What the task requires »
Two lines mark the range in the entries below: the one holding "primitive arithmetic that" and the one holding "#[derive(Debug, Clone, Copy, PartialEq, Eq)]". Set down those two and all lines between them, exactly.

Supplied material »
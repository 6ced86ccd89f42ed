//! `Qpotrf`: Cholesky factorization of a symmetric positive-definite
//! matrix.
//!
//! Stores the reciprocal square root of each diagonal pivot rather than
//! the pivot itself (`1/L[j][j]` instead of `L[j][j]`): the off-diagonal
//! entries below it are each divided by that pivot, and a fixed-point
//! divide is far more expensive to model faithfully than a multiply, so
//! the factorization pays for one reciprocal-square-root lookup per pivot
//! and turns every subsequent division into a multiply. [`Qpotrs`] (see
//! [`crate::linalg::potrs`]) consumes this same reciprocal storage.

use crate::anus::rsqrt_table;
use crate::dynfixed::DynFixed;
use crate::format::DynFormat;
use crate::matrix::Matrix;
use crate::policy::PotrfArgs;
use crate::reduce::qreduce;

/// Result of attempting a Cholesky factorization: the input may not be
/// positive-definite, which is a documented outcome, not an error.
#[derive(Debug, Clone, Copy)]
pub enum PotrfOutcome<const N: usize> {
    /// Factorization succeeded. The lower triangle holds `L`'s
    /// off-diagonal entries; the diagonal holds `1/L[j][j]`, not `L[j][j]`.
    Factored(Matrix<N, N>),
    /// The `pivot`-th leading principal minor was not positive, so no
    /// real square root exists at that step.
    NotPositiveDefinite {
        /// Index of the pivot at which positive-definiteness failed.
        pivot: usize,
    },
}

/// Factorizes `a` (assumed symmetric; only its lower triangle is read)
/// into the reciprocal-diagonal `L` described by [`PotrfOutcome`].
#[must_use]
pub fn qpotrf<const N: usize>(
    a: &Matrix<N, N>,
    out_format: DynFormat,
    args: &PotrfArgs,
) -> PotrfOutcome<N> {
    let rsqrt = rsqrt_table(out_format);
    let mut l = Matrix::<N, N>::zeros(out_format);

    for j in 0..N {
        let sum_sq = row_dot(&l, j, j, j, &args.mul, &args.add, out_format);
        let diag_val = a.at(j, j).sub(sum_sq, &args.add).cast_to(out_format);
        if diag_val.to_f64() <= 0.0 {
            #[cfg(feature = "diagnostics")]
            tracing::warn!(pivot = j, "Qpotrf bailed out: leading principal minor not positive");
            return PotrfOutcome::NotPositiveDefinite { pivot: j };
        }
        let recip = rsqrt.at(diag_val);
        l.set(j, j, recip);

        for i in (j + 1)..N {
            let cross = row_dot(&l, i, j, j, &args.mul, &args.add, out_format);
            let numer = a.at(i, j).sub(cross, &args.add).cast_to(out_format);
            let lij = numer.mul(recip, &args.mul).cast_to(out_format);
            l.set(i, j, lij);
        }
    }
    PotrfOutcome::Factored(l)
}

/// `sum_{k<count} L[r1][k] * L[r2][k]`, reduced through [`qreduce`]; `0`
/// when `count == 0`.
fn row_dot<const N: usize>(
    l: &Matrix<N, N>,
    r1: usize,
    r2: usize,
    count: usize,
    mul_bundle: &PolicyBundle,
    add_bundle: &PolicyBundle,
    out_format: DynFormat,
) -> DynFixed {
    if count == 0 {
        return DynFixed::zero(out_format);
    }
    let terms: Vec<_> = (0..count).map(|k| l.at(r1, k).mul(l.at(r2, k), mul_bundle)).collect();
    qreduce(&terms, core::slice::from_ref(add_bundle))
}
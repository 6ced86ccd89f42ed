//! The dynamic-format fixed-point value and the primitive arithmetic that
//! runs on it.
//!
//! This is the engine behind [`crate::expr`], [`crate::reduce`], and every
//! kernel in [`crate::linalg`]: those layers need to thread a
//! caller-chosen [`crate::policy::PolicyBundle`] through each operation and
//! read back whatever output format the merger rule derived, which is a
//! runtime concern the stable const-generic system cannot express without
//! `generic_const_exprs`. [`crate::scalar::FixedValue`]'s operator overloads
//! delegate here for the common same-format case so only one algorithmic
//! core needs to be correct (Design Note §9).

use core::cmp::Ordering;

use crate::cast::{frac_convert, int_convert};
use crate::format::DynFormat;
use crate::policy::{merge_binary, merge_unary, BinOp, PolicyBundle, UnOp};

/// A fixed-point value that carries its format alongside its raw data,
/// rather than encoding the format in its type.
#[derive(Debug, Clone, Copy, PartialEq, Eq)]
pub struct DynFixed {
    /// Raw two's-complement (or unsigned) integer payload.
    pub data: i32,
    /// The format `data` is interpreted under.
    pub format: DynFormat,
}

impl DynFixed {
    /// Wraps a raw value in the given format without validating range.
    #[must_use]
    pub const fn new(data: i32, format: DynFormat) -> Self {
        Self { data, format }
    }

    /// The representable zero of `format`.
    #[must_use]
    pub const fn zero(format: DynFormat) -> Self {
        Self { data: 0, format }
    }

    /// Real-number view: `data * 2^-frac_bits`.
    #[must_use]
    pub fn to_f64(self) -> f64 {
        f64::from(self.data) / (1i64 << self.format.frac_bits) as f64
    }

    /// Re-casts `self` into `format`, running the casting algebra under
    /// `format`'s own rounding/overflow policy (same algebra as "construct from
    /// another fixed-point value").
    #[must_use]
    pub fn cast_to(self, format: DynFormat) -> Self {
        if self.format == format {
            return Self { data: self.data, format };
        }
        let aligned = frac_convert(
            i64::from(self.data),
            u32::from(self.format.frac_bits),
            u32::from(format.frac_bits),
            format.rnd,
        );
        let clamped = int_convert(
            aligned,
            format.int_bits,
            format.frac_bits,
            format.signed,
            format.ovf,
        );
        Self {
            #[allow(clippy::cast_possible_truncation)]
            data: clamped as i32,
            format,
        }
    }

    /// Multiplies `self` by `rhs`.
    #[must_use]
    pub fn mul(self, rhs: Self, bundle: &PolicyBundle) -> Self {
        let out_fmt = merge_binary(self.format, rhs.format, bundle, BinOp::Mul);
        let acc_frac = u32::from(self.format.frac_bits) + u32::from(rhs.format.frac_bits);
        let product = i64::from(self.data) * i64::from(rhs.data);
        finish(product, acc_frac, out_fmt)
    }

    /// Adds `rhs` to `self`.
    #[must_use]
    pub fn add(self, rhs: Self, bundle: &PolicyBundle) -> Self {
        self.add_or_sub(rhs, bundle, false)
    }

    /// Subtracts `rhs` from `self`.
    #[must_use]
    pub fn sub(self, rhs: Self, bundle: &PolicyBundle) -> Self {
        self.add_or_sub(rhs, bundle, true)
    }

    fn add_or_sub(self, rhs: Self, bundle: &PolicyBundle, negate_rhs: bool) -> Self {
        let out_fmt = merge_binary(
            self.format,
            rhs.format,
            bundle,
            if negate_rhs { BinOp::Sub } else { BinOp::Add },
        );
        let common = self.format.frac_bits.max(rhs.format.frac_bits);
        let a = i64::from(self.data) << (common - self.format.frac_bits);
        let b = i64::from(rhs.data) << (common - rhs.format.frac_bits);
        let sum = if negate_rhs { a - b } else { a + b };
        finish(sum, u32::from(common), out_fmt)
    }

    /// Divides `self` by `rhs`.
    ///
    /// Returns the representable zero of the merged output format if `rhs`
    /// is zero: a documented outcome, not an exceptional condition.
    /// Uses a 128-bit intermediate for the numerator left-shift so the
    /// computation never triggers undefined shift behavior even for
    /// near-maximal formats; the result is still narrowed to the 31-bit-capped
    /// output format exactly as the narrower `i64` path would.
    #[must_use]
    pub fn div(self, rhs: Self, bundle: &PolicyBundle) -> Self {
        let out_fmt = merge_binary(self.format, rhs.format, bundle, BinOp::Div);
        if rhs.data == 0 {
            return Self::zero(out_fmt);
        }
        let common = i64::from(self.format.frac_bits.max(rhs.format.frac_bits));
        let denom = i128::from(rhs.data) << (common - i64::from(rhs.format.frac_bits));
        let shift = common - i64::from(self.format.frac_bits) + i64::from(out_fmt.frac_bits);
        let numer = if shift >= 0 {
            #[allow(clippy::cast_sign_loss, clippy::cast_possible_truncation)]
            let shift = shift as u32;
            i128::from(self.data) << shift
        } else {
            #[allow(clippy::cast_sign_loss, clippy::cast_possible_truncation)]
            let shift = (-shift) as u32;
            i128::from(self.data) >> shift
        };
        let quotient = numer / denom;
        #[allow(clippy::cast_possible_truncation)]
        let clamped = int_convert(
            quotient as i64,
            out_fmt.int_bits,
            out_fmt.frac_bits,
            out_fmt.signed,
            out_fmt.ovf,
        );
        Self {
            #[allow(clippy::cast_possible_truncation)]
            data: clamped as i32,
            format: out_fmt,
        }
    }

    /// Negates `self`. The output is always signed with one extra integer
    /// bit.
    #[must_use]
    pub fn neg(self, bundle: &PolicyBundle) -> Self {
        let out_fmt = merge_unary(self.format, bundle, UnOp::Neg);
        finish(-i64::from(self.data), 0, out_fmt)
    }

    /// Absolute value. Identity for unsigned inputs; signed inputs gain one
    /// integer bit.
    #[must_use]
    pub fn abs(self, bundle: &PolicyBundle) -> Self {
        let out_fmt = merge_unary(self.format, bundle, UnOp::Abs);
        let magnitude = if self.format.signed {
            i64::from(self.data).abs()
        } else {
            i64::from(self.data)
        };
        finish(magnitude, 0, out_fmt)
    }

    /// Three-way compare after aligning both operands to their common
    /// fractional width.
    #[must_use]
    pub fn cmp3(self, rhs: Self) -> Ordering {
        let common = self.format.frac_bits.max(rhs.format.frac_bits);
        let a = i64::from(self.data) << (common - self.format.frac_bits);
        let b = i64::from(rhs.data) << (common - rhs.format.frac_bits);
        a.cmp(&b)
    }
}

/// Shared tail of every binary/unary op: narrow the wide accumulator
/// (currently at `acc_frac` fractional bits) down to `out_fmt` via
/// `frac_convert` then `int_convert`.
///
/// `acc_frac` is ignored (treated as already equal to `out_fmt.frac_bits`)
/// when it is `0` and the accumulator was already produced at the output's
/// scale (used by [`DynFixed::neg`]/[`DynFixed::abs`], whose accumulator is
/// always at the input's own fractional width).
fn finish(acc: i64, acc_frac: u32, out_fmt: DynFormat) -> DynFixed {
    let acc_frac = if acc_frac == 0 {
        u32::from(out_fmt.frac_bits)
    } else {
        acc_frac
    };
    let aligned = frac_convert(acc, acc_frac, u32::from(out_fmt.frac_bits), out_fmt.rnd);
    let clamped = int_convert(
        aligned,
        out_fmt.int_bits,
        out_fmt.frac_bits,
        out_fmt.signed,
        out_fmt.ovf,
    );
    DynFixed {
        #[allow(clippy::cast_possible_truncation)]
        data: clamped as i32,
        format: out_fmt,
    }
}

#[cfg(test)]
mod tests {
    #![allow(clippy::unwrap_used, clippy::expect_used)]
    use super::*;
    use crate::format::{OvfMode, RndMode};

    fn fmt(i: u8, f: u8, s: bool) -> DynFormat {
        DynFormat::try_new(i, f, s, RndMode::Tcpl, OvfMode::SatTcpl).unwrap()
    }

    fn val(x: f64, format: DynFormat) -> DynFixed {
        DynFixed::new(crate::cast::quantize_real(x, format.frac_bits, format.rnd) as i32, format)
    }

    #[test]
    fn full_prec_scalar_multiply_matches_known_scenario() {
        let f = fmt(12, 8, true);
        let a = val(3.0, f);
        let b = val(0.5, f);
        let out = a.mul(b, &PolicyBundle::new().full_prec());
        assert_eq!(out.format.int_bits, 24);
        assert_eq!(out.format.frac_bits, 16);
        assert!((out.to_f64() - 1.5).abs() < 1e-6);
    }

    #[test]
    fn div_by_zero_returns_zero_in_output_format() {
        let f = fmt(8, 8, true);
        let a = val(3.0, f);
        let zero = DynFixed::zero(f);
        let out = a.div(zero, &PolicyBundle::new());
        assert_eq!(out.data, 0);
    }

    #[test]
    fn div_recovers_exact_quotient_for_powers_of_two() {
        let f = fmt(8, 8, true);
        let a = val(3.0, f);
        let b = val(0.5, f);
        let out = a.div(b, &PolicyBundle::new());
        assert!((out.to_f64() - 6.0).abs() < 1e-3);
    }

    #[test]
    fn neg_flips_sign_and_grows_int_bits() {
        let f = fmt(4, 4, false);
        let a = val(3.0, f);
        let out = a.neg(&PolicyBundle::new());
        assert!(out.format.signed);
        assert_eq!(out.format.int_bits, 5);
        assert!((out.to_f64() + 3.0).abs() < 1e-3);
    }

    #[test]
    fn cmp3_orders_across_differing_fractional_widths() {
        let a = val(1.5, fmt(4, 2, true));
        let b = val(1.25, fmt(4, 4, true));
        assert_eq!(a.cmp3(b), Ordering::Greater);
    }
}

Answer space »
//! The dynamic-format fixed-point value and the primitive arithmetic that
//! runs on it.
//!
//! This is the engine behind [`crate::expr`], [`crate::reduce`], and every
//! kernel in [`crate::linalg`]: those layers need to thread a
//! caller-chosen [`crate::policy::PolicyBundle`] through each operation and
//! read back whatever output format the merger rule derived, which is a
//! runtime concern the stable const-generic system cannot express without
//! `generic_const_exprs`. [`crate::scalar::FixedValue`]'s operator overloads
//! delegate here for the common same-format case so only one algorithmic
//! core needs to be correct (Design Note §9).

use core::cmp::Ordering;

use crate::cast::{frac_convert, int_convert};
use crate::format::DynFormat;
use crate::policy::{merge_binary, merge_unary, BinOp, PolicyBundle, UnOp};

/// A fixed-point value that carries its format alongside its raw data,
/// rather than encoding the format in its type.
#[derive(Debug, Clone, Copy, PartialEq, Eq)]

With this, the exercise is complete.